Hoy hablamos de inteligencia artificial todo el tiempo. Está en las empresas, en el día a día, en cómo trabajamos y tomamos decisiones. Pero hay un espacio donde el cambio no está ocurriendo con la misma velocidad: la educación. Y ahí es donde está el problema.

Mientras el mundo laboral avanza, el sistema educativo sigue funcionando, en muchos casos, como hace años. Seguimos formando profesionales bajo esquemas bastante rígidos, con metodologías que no necesariamente responden a lo que hoy se necesita.

La brecha ya no es solo de acceso, es de relevancia. Hoy las empresas no están buscando únicamente conocimientos técnicos. Están buscando jóvenes que sepan contextualizar con agilidad, resolver problemas, trabajar con tecnología y, sobre todo, aprender de manera constante. En un entorno donde la inteligencia artificial ya forma parte del trabajo, las habilidades digitales dejaron de ser un diferencial y pasaron a ser un requisito básico.

Sin embargo, eso no siempre está en el centro de la formación.

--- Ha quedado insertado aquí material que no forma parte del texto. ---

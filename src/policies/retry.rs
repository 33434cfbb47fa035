//! # Retry policy for load cycles.
//!
//! [`RetryPolicy`] bounds how many failed loads a component tolerates before a
//! load cycle gives up. Retries are issued immediately (no backoff).
//!
//! The failure counter is owned by the component and **shared** by all of its
//! in-flight load cycles. It only resets when a cycle exceeds the ceiling.
//!
//! ```text
//! failure #1 ─► counter=1 ─► retry
//! failure #2 ─► counter=2 ─► retry
//! failure #3 ─► counter=3 ─► retry
//! failure #4 ─► counter=4 > 3 ─► reset to 0, give up
//! ```

/// Bound on consecutive load failures.
#[derive(Clone, Copy, Debug, PartialEq, Eq)]
pub struct RetryPolicy {
    /// Failures tolerated before giving up (`0` = single attempt, no retry).
    pub max_retries: u32,
}

impl Default for RetryPolicy {
    /// Returns a policy with `max_retries = 3`.
    fn default() -> Self {
        Self { max_retries: 3 }
    }
}

impl RetryPolicy {
    /// Policy for a single attempt with no retry.
    pub const fn never() -> Self {
        Self { max_retries: 0 }
    }

    /// Policy tolerating `max_retries` failures.
    pub const fn bounded(max_retries: u32) -> Self {
        Self { max_retries }
    }

    /// True if a cycle may retry after the counter reached `failures`.
    #[inline]
    pub fn allows(&self, failures: u32) -> bool {
        failures <= self.max_retries
    }
}

#[cfg(test)]
mod tests {
    use super::*;

    #[test]
    fn test_default_allows_three_retries() {
        let p = RetryPolicy::default();
        assert!(p.allows(1));
        assert!(p.allows(3));
        assert!(!p.allows(4));
    }

    #[test]
    fn test_never_allows_nothing() {
        assert!(!RetryPolicy::never().allows(1));
    }
}
use serde::Deserialize;
use std::fmt;

/// State of a single submitted review, as reported by the review host.
///
/// Only `Approved` grants approval. `Commented` is neutral. Every other
/// state revokes any earlier approval from the same reviewer, including
/// states the host may introduce later.
#[derive(Debug, Clone, PartialEq, Eq, Deserialize)]
#[serde(rename_all = "SCREAMING_SNAKE_CASE")]
pub enum ReviewState {
    Approved,
    ChangesRequested,
    Dismissed,
    Commented,
    Pending,
    #[serde(other)]
    Unknown,
}

impl ReviewState {
    pub fn grants_approval(&self) -> bool {
        matches!(self, ReviewState::Approved)
    }

    /// Whether this review replaces the reviewer's previous verdict.
    pub fn is_substantive(&self) -> bool {
        !matches!(self, ReviewState::Commented)
    }
}

/// One review in the pull request's chronological review stream.
#[derive(Debug, Clone, PartialEq, Eq)]
pub struct ReviewEvent {
    pub reviewer: String,
    pub state: ReviewState,
}

impl ReviewEvent {
    pub fn new(reviewer: impl Into<String>, state: ReviewState) -> Self {
        Self {
            reviewer: reviewer.into(),
            state,
        }
    }
}

/// Unique identifier for a pull request across repositories
#[derive(Debug, Clone, PartialEq, Eq, Hash)]
pub struct PullRequestId {
    pub owner: String,
    pub repo: String,
    pub number: u64,
}

impl PullRequestId {
    pub fn new(owner: impl Into<String>, repo: impl Into<String>, number: u64) -> Self {
        Self {
            owner: owner.into(),
            repo: repo.into(),
            number,
        }
    }
}

impl fmt::Display for PullRequestId {
    fn fmt(&self, f: &mut fmt::Formatter<'_>) -> fmt::Result {
        write!(f, "{}/{}#{}", self.owner, self.repo, self.number)
    }
}
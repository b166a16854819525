pub mod approvers;
pub mod feed;
pub mod format;
pub mod github;
pub mod policy;
pub mod review;

pub use approvers::{collect_approvers, ApproverSet};
pub use feed::{FeedError, ReviewFeed, ReviewPages, StaticFeed};
pub use format::{format_comma_separated_list, format_missing_approvals};
pub use github::{reviews_to_events, GitHubClient, GitHubReview, DEFAULT_API_URL};
pub use policy::{Deficit, Policy, Verdict};
pub use review::{PullRequestId, ReviewEvent, ReviewState};

use tracing::info;

/// Fold a pull request's reviews and evaluate them against `policy`.
///
/// The feed is drained completely before the policy is consulted. A feed
/// error aborts the check and is returned unchanged.
pub async fn check_pull_request<F>(
    feed: &F,
    pr: &PullRequestId,
    policy: &Policy,
) -> Result<Verdict, FeedError>
where
    F: ReviewFeed + ?Sized,
{
    let approvers = collect_approvers(feed.review_pages(pr)).await?;
    info!(
        "Approvers for {}: [{}]",
        pr,
        approvers.iter().collect::<Vec<_>>().join(", ")
    );

    let verdict = policy.evaluate(&approvers);
    info!("Verdict for {}: {:?}", pr, verdict);
    Ok(verdict)
}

Uno de los aspectos más interesantes de la inteligencia artificial es que permite algo que antes era muy difícil: entender cómo aprende cada persona. En un salón de clases tradicional, es complicado que un profesor pueda conocer realmente a todos sus alumnos. En cambio, la tecnología sí puede identificar patrones, anticiparse a dificultades y acompañar el proceso de aprendizaje en tiempo real.

Hoy ya existen modelos educativos que están incorporando esta lógica, combinando tecnología, personalización y formatos más flexibles para adaptarse a la realidad de los estudiantes. No se trata solo de digitalizar contenidos, sino de rediseñar la experiencia de aprendizaje para que sea más dinámica, relevante y conectada con el mundo real.

Eso cambia completamente la lógica. El punto no es reemplazar al profesor, sino potenciarlo. Pero para que eso pase, el sistema tiene que estar dispuesto a cambiar. Porque si la inteligencia artificial ya puede resolver tareas que antes enseñábamos, entonces también tenemos que preguntarnos qué sentido tiene seguir enseñándolas de la misma manera.

Hoy el valor no está solo en saber, sino en saber pensar, cuestionar, adaptarse y tomar decisiones en entornos inciertos y globales.

Además, hay una realidad que no podemos dejar de lado: muchos jóvenes necesitan trabajar mientras estudian. Sin embargo, el sistema sigue planteando ambos caminos como si fueran excluyentes. Y en ese proceso, se pierde talento.

La inteligencia artificial no es el problema. Más bien, nos está mostrando con bastante claridad lo que ya no funciona. Porque el mundo ya cambió. La pregunta es si la educación está dispuesta a cambiar con él.